In [0]:
import re
import collections
import nltk
from nltk.corpus import stopwords
import numpy as np
import math
import pickle,gzip
import scipy

In [0]:
nltk.download("stopwords")

[nltk_data] Downloading package stopwords to /root/nltk_data...
[nltk_data]   Package stopwords is already up-to-date!


True

In [0]:
f = open("/content/drive/My Drive/CS25025/HW5/wiki-text.txt","r")
corpus = f.read()

In [0]:
# make a list of words from Wikipedia corpus

In [0]:
wiki = re.findall(r'\w+', corpus.lower())

In [0]:
# remove words that appear less than 500 times 

In [0]:
counter = collections.Counter(wiki)
counter = collections.Counter(dict(filter(lambda x: x[1] >= 8, counter.items())))

In [0]:
# remove all the words that appear in the stopwords list of nltk package

In [0]:
stop_words = set(stopwords.words('english'))

In [0]:
counter = collections.Counter(dict(filter(lambda x: x[0] not in stop_words, counter.items())))
list(counter.items())[:5]

[('anarchism', 157),
 ('originated', 73),
 ('term', 777),
 ('abuse', 46),
 ('first', 3444)]

In [0]:
counter["physics"]

173

In [0]:
# Applying the filter of "at least 10 appearances", we get the vocabulary whose 
# length is close to 15000

In [0]:
print(len(list(counter.keys())))

15424


In [0]:
V = [i for i in list(counter.keys())]

In [0]:
print("physics" in V)

True


In [0]:
# Part (a)

In [0]:
# use symmetric window size of 5 to find all word-context pairs 

In [0]:
win = 5
sp = collections.Counter()
for i in range(len(wiki)):
    section = wiki[max(0,i-win):i]+wiki[i+1:min(len(wiki),i+1+win)]
    for context in section:
        sp[(wiki[i], context)] += 1

In [0]:
# find the number of word-context pairs

In [0]:
c = sum(list(sp.values()))
print(c)

19671140


In [0]:
# Create a function that calculates N^p(w)

In [0]:
def compute_np(sp, w):
    return sum([sp[x] for x in sp if w in x])

In [0]:
# In this part, we need to find M_ij as given in the instructions.

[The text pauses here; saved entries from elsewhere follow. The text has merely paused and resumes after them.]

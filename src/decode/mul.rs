/// Multiply, multiply-long and divide handlers.
///
/// A PC destination is architecturally UNPREDICTABLE for all of these, so
/// every non-linear result carries the overlay; the address is the value the
/// multiply would have produced.

use crate::common::*;
use crate::core::{StepSource, PC_REG};
use super::NextAddr;
use super::alu::read_reg;

#[derive(Clone, Copy, PartialEq, Eq, Debug)]
pub enum MulOp {
    Mul, Mla, Mls,
    Smla, Smlaw, Smulw, Smul,
    Smmul, Smmla, Smmls,
    Smuad, Smusd, Smlad, Smlsd,
}

#[derive(Clone, Copy, PartialEq, Eq, Debug)]
pub enum MulLongOp {
    Umull, Umlal, Umaal,
    Smull, Smlal, Smlal16,
    Smlald, Smlsld,
}

#[derive(Clone, Copy, PartialEq, Eq, Debug)]
pub enum DivOp {
    Sdiv,
    Udiv,
}

/// Halfword operand select: the top half when the selector bit is set.
fn half(v: u32, top: bool) -> i64 {
    if top { hi_signed_16(v) as i64 } else { lo_signed_16(v) as i64 }
}

/// Dual 16x16 products, as (low-pair, high-pair). Bit 5 swaps the Rm
/// halfwords first.
fn dual_products(i: u32, n: u32, m: u32) -> (i64, i64) {
    let m = if test_bit(i, 5) { m.rotate_right(16) } else { m };
    let lo = lo_signed_16(n) as i64 * lo_signed_16(m) as i64;
    let hi = hi_signed_16(n) as i64 * hi_signed_16(m) as i64;
    (lo, hi)
}

pub(super) fn multiply<C: StepSource>(core: &C, i: u32, op: MulOp) -> NextAddr {
    if field(i, 16, 19) as usize != PC_REG {
        return NextAddr::linear();
    }
    let n = read_reg(core, field(i, 0, 3) as usize);
    let m = read_reg(core, field(i, 8, 11) as usize);
    let acc = read_reg(core, field(i, 12, 15) as usize);
    let round = if test_bit(i, 5) { 0x8000_0000_i64 } else { 0 };
    let result = match op {
        MulOp::Mul => n.wrapping_mul(m),
        MulOp::Mla => n.wrapping_mul(m).wrapping_add(acc),
        MulOp::Mls => acc.wrapping_sub(n.wrapping_mul(m)),
        MulOp::Smla => {
            let p = half(n, test_bit(i, 5)) * half(m, test_bit(i, 6));
            (p as u32).wrapping_add(acc)
        }
        MulOp::Smul => {
            (half(n, test_bit(i, 5)) * half(m, test_bit(i, 6))) as u32
        }
        MulOp::Smlaw => {
            let p = (n as i32 as i64 * half(m, test_bit(i, 6))) >> 16;
            (p as u32).wrapping_add(acc)
        }
        MulOp::Smulw => {
            ((n as i32 as i64 * half(m, test_bit(i, 6))) >> 16) as u32
        }
        MulOp::Smmul => {
            let p = n as i32 as i64 * m as i32 as i64;
            (p.wrapping_add(round) >> 32) as u32
        }
        MulOp::Smmla => {
            let p = ((acc as i64) << 32).wrapping_add(n as i32 as i64 * m as i32 as i64);
            (p.wrapping_add(round) >> 32) as u32
        }
        MulOp::Smmls => {
            let p = ((acc as i64) << 32).wrapping_sub(n as i32 as i64 * m as i32 as i64);
            (p.wrapping_add(round) >> 32) as u32
        }
        MulOp::Smuad | MulOp::Smusd => {
            let (lo, hi) = dual_products(i, n, m);
            let sum = if op == MulOp::Smuad { lo + hi } else { lo - hi };
            sum as u32
        }
        MulOp::Smlad | MulOp::Smlsd => {
            let (lo, hi) = dual_products(i, n, m);
            let sum = if op == MulOp::Smlad { lo + hi } else { lo - hi };
            (sum as u32).wrapping_add(acc)
        }
    };
    NextAddr::arm(result).unpredictable()
}

pub(super) fn multiply_long<C: StepSource>(core: &C, i: u32, op: MulLongOp) -> NextAddr {
    let rd_hi = field(i, 16, 19) as usize;
    let rd_lo = field(i, 12, 15) as usize;
    if rd_hi != PC_REG && rd_lo != PC_REG {
        return NextAddr::linear();
    }
    let n = read_reg(core, field(i, 0, 3) as usize);
    let m = read_reg(core, field(i, 8, 11) as usize);
    let acc = make_64(read_reg(core, rd_hi), read_reg(core, rd_lo));
    let result = match op {
        MulLongOp::Umull => n as u64 * m as u64,
        MulLongOp::Umlal => (n as u64 * m as u64).wrapping_add(acc),
        MulLongOp::Umaal => {
            (n as u64 * m as u64)
                .wrapping_add(read_reg(core, rd_hi) as u64)
                .wrapping_add(read_reg(core, rd_lo) as u64)
        }
        MulLongOp::Smull => (n as i32 as i64 * m as i32 as i64) as u64,
        MulLongOp::Smlal => {
            (n as i32 as i64 * m as i32 as i64).wrapping_add(acc as i64) as u64
        }
        MulLongOp::Smlal16 => {
            (half_product(i, n, m)).wrapping_add(acc as i64) as u64
        }
        MulLongOp::Smlald | MulLongOp::Smlsld => {
            let (lo, hi) = dual_products(i, n, m);
            let sum = if op == MulLongOp::Smlald { lo + hi } else { lo - hi };
            sum.wrapping_add(acc as i64) as u64
        }
    };
    // Whichever half lands in the PC is the target, high half first.
    let target = if rd_hi == PC_REG { hi_64(result) } else { lo_64(result) };
    NextAddr::arm(target).unpredictable()
}

fn half_product(i: u32, n: u32, m: u32) -> i64 {
    half(n, test_bit(i, 5)) * half(m, test_bit(i, 6))
}

pub(super) fn divide<C: StepSource>(core: &C, i: u32, op: DivOp) -> NextAddr {
    let num_reg = field(i, 0, 3) as usize;
    let den_reg = field(i, 8, 11) as usize;
    if field(i, 16, 19) as usize != PC_REG {
        return NextAddr::linear().unpredictable_if(num_reg == PC_REG || den_reg == PC_REG);
    }
    let num = read_reg(core, num_reg);
    let den = read_reg(core, den_reg);
    let result = match op {
        // Division by zero yields 0; otherwise round toward zero.
        DivOp::Sdiv => {
            if den == 0 { 0 } else { (num as i32).wrapping_div(den as i32) as u32 }
        }
        DivOp::Udiv => {
            if den == 0 { 0 } else { num / den }
        }
    };
    NextAddr::arm(result).unpredictable()
}

#[cfg(test)]
mod test {
    use super::*;

    #[test]
    fn test_dual_products_swap() {
        // 0x0001_0002 x 0x0003_0004: plain pairs (2*4, 1*3), swapped (2*3, 1*4).
        let (lo, hi) = dual_products(0, 0x0001_0002, 0x0003_0004);
        assert_eq!((lo, hi), (8, 3));
        let (lo, hi) = dual_products(1 << 5, 0x0001_0002, 0x0003_0004);
        assert_eq!((lo, hi), (6, 4));
    }
}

However, even 
# with GPU, the computation time is beyond reasonable. Therefore, I decided to 
# find alternative ways to calculate N^p(w). 
# The intuition is that the more often a word appears in the corpus, the more 
# often it will appear in S_p. I believe that the correlation could be somewhat 
# linear, and hence we can normalize this value. This way, we can find N^p(w) 
# value much easier. For example, 

In [0]:
print(compute_np(sp, "abuse") / counter["abuse"])
print(compute_np(sp, "first") / counter["first"])

20.0
19.98199767711963


In [0]:
# Indeed, the intuition was right and the N^p(w) value is 20 times the counter[w]
# value. From now one, let's use 20*counter[w] to find N^p(w), instead of 
# repeating the compute_np(sp, w) function so many times.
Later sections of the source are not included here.